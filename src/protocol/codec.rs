//! Building blocks for tolerant decoding of the Podcast Index wire format.
//!
//! The API is loosely typed. The same flag may arrive as `0`/`1` in one
//! response and as `true`/`false` in the next, URLs may be empty strings,
//! and "not found" is an empty array where an object was expected. The
//! helpers here absorb these irregularities so the domain types never see
//! them:
//!
//! * [`BoolOrInt`] - `serde_with` adapter for integer-or-boolean flags
//! * [`parse_link`] / [`link_string`] - URL fields with named errors
//! * [`found`] - envelope fields that may hold an empty placeholder
//! * [`clamp_max`] - upper bound on requested result counts

use std::fmt;

use serde::{
    de::{self, DeserializeOwned},
    Deserialize, Deserializer, Serializer,
};
use serde_with::{DeserializeAs, SerializeAs};

use crate::{
    error::FieldError,
    link::{Link, LinkError},
};

/// Largest result count the API accepts for `max`.
pub const MAX_RESULTS: u32 = 99;

/// Adapter for flags sent either as JSON booleans or as integers.
///
/// Decodes `true`/`false` as is and integers as "non-zero is true". JSON
/// `null` decodes as `false`. Any other JSON type is a type mismatch.
/// Encodes as `0` or `1`, which is what the API itself sends for most
/// flags.
///
/// # Example
///
/// ```ignore
/// #[serde_as]
/// #[derive(Deserialize)]
/// struct Feed {
///     #[serde_as(as = "BoolOrInt")]
///     dead: bool,
/// }
/// ```
pub struct BoolOrInt;

impl<'de> DeserializeAs<'de, bool> for BoolOrInt {
    fn deserialize_as<D>(deserializer: D) -> Result<bool, D::Error>
    where
        D: Deserializer<'de>,
    {
        struct Visitor;

        impl de::Visitor<'_> for Visitor {
            type Value = bool;

            fn expecting(&self, formatter: &mut fmt::Formatter) -> fmt::Result {
                formatter.write_str("a boolean or an integer")
            }

            fn visit_bool<E: de::Error>(self, value: bool) -> Result<Self::Value, E> {
                Ok(value)
            }

            fn visit_i64<E: de::Error>(self, value: i64) -> Result<Self::Value, E> {
                Ok(value != 0)
            }

            fn visit_u64<E: de::Error>(self, value: u64) -> Result<Self::Value, E> {
                Ok(value != 0)
            }

            fn visit_unit<E: de::Error>(self) -> Result<Self::Value, E> {
                Ok(false)
            }

            fn visit_none<E: de::Error>(self) -> Result<Self::Value, E> {
                Ok(false)
            }
        }

        deserializer.deserialize_any(Visitor)
    }
}

impl SerializeAs<bool> for BoolOrInt {
    fn serialize_as<S>(source: &bool, serializer: S) -> Result<S::Ok, S::Error>
    where
        S: Serializer,
    {
        serializer.serialize_u8(u8::from(*source))
    }
}

/// Parses an optional URL field.
///
/// Absent, `null` and empty strings all mean "no URL". Relative references
/// are kept as written.
///
/// # Errors
///
/// Returns a [`FieldError`] naming `field` and the raw value if the string
/// is not a URL reference at all, such as `:invalid`.
pub fn parse_link(field: &'static str, raw: Option<String>) -> Result<Option<Link>, FieldError> {
    match raw.as_deref() {
        None | Some("") => Ok(None),
        Some(s) => s
            .parse()
            .map(Some)
            .map_err(|e: LinkError| FieldError::new(field, s, e)),
    }
}

/// Formats a URL field that the API always sends, using an empty string
/// for "no URL".
#[must_use]
pub fn link_string(link: Option<&Link>) -> Option<String> {
    Some(link.map(Link::to_string).unwrap_or_default())
}

/// Returns the text if it is not empty.
#[must_use]
pub fn non_empty(s: String) -> Option<String> {
    (!s.is_empty()).then_some(s)
}

/// Deserializes an envelope field that holds a single entity, or a
/// placeholder when there is none.
///
/// Not-found lookups are answered with `200 OK` and an empty array, an
/// empty object or `null` in place of the entity. These all become `None`.
///
/// # Errors
///
/// Returns an error if the field holds something other than a placeholder
/// that does not decode as `T`.
pub fn found<'de, D, T>(deserializer: D) -> Result<Option<T>, D::Error>
where
    D: Deserializer<'de>,
    T: DeserializeOwned,
{
    let value = serde_json::Value::deserialize(deserializer)?;
    let placeholder = match &value {
        serde_json::Value::Null => true,
        serde_json::Value::Array(items) => items.is_empty(),
        serde_json::Value::Object(fields) => fields.is_empty(),
        _ => false,
    };

    if placeholder {
        return Ok(None);
    }

    serde_json::from_value(value)
        .map(Some)
        .map_err(de::Error::custom)
}

/// Bounds a requested result count.
///
/// `None` and `0` leave the choice to the server. Anything above
/// [`MAX_RESULTS`] is lowered to it.
#[must_use]
pub fn clamp_max(max: Option<u32>) -> Option<u32> {
    max.filter(|&n| n > 0).map(|n| n.min(MAX_RESULTS))
}

/// Implements `Serialize` and `Deserialize` for a domain type by way of
/// its wire type.
///
/// Decoding reads the wire type and converts with `TryFrom<Wire>`.
/// Encoding converts with `TryFrom<&Domain>` and writes the wire type.
/// Conversion failures surface as (de)serialization errors carrying the
/// field error text.
macro_rules! via_wire {
    ($domain:ty, $wire:ty) => {
        impl ::serde::Serialize for $domain {
            fn serialize<S>(&self, serializer: S) -> ::std::result::Result<S::Ok, S::Error>
            where
                S: ::serde::Serializer,
            {
                let wire = <$wire>::try_from(self).map_err(::serde::ser::Error::custom)?;
                ::serde::Serialize::serialize(&wire, serializer)
            }
        }

        impl<'de> ::serde::Deserialize<'de> for $domain {
            fn deserialize<D>(deserializer: D) -> ::std::result::Result<Self, D::Error>
            where
                D: ::serde::Deserializer<'de>,
            {
                let wire = <$wire as ::serde::Deserialize>::deserialize(deserializer)?;
                Self::try_from(wire).map_err(::serde::de::Error::custom)
            }
        }
    };
}

pub(crate) use via_wire;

-- -- --

- _TASK REQUIREMENTS_
Within the data, tally each line containing the string "BoolOrInt". Answer with the number by itself.

- _RESPONSE TO THE TASK_
5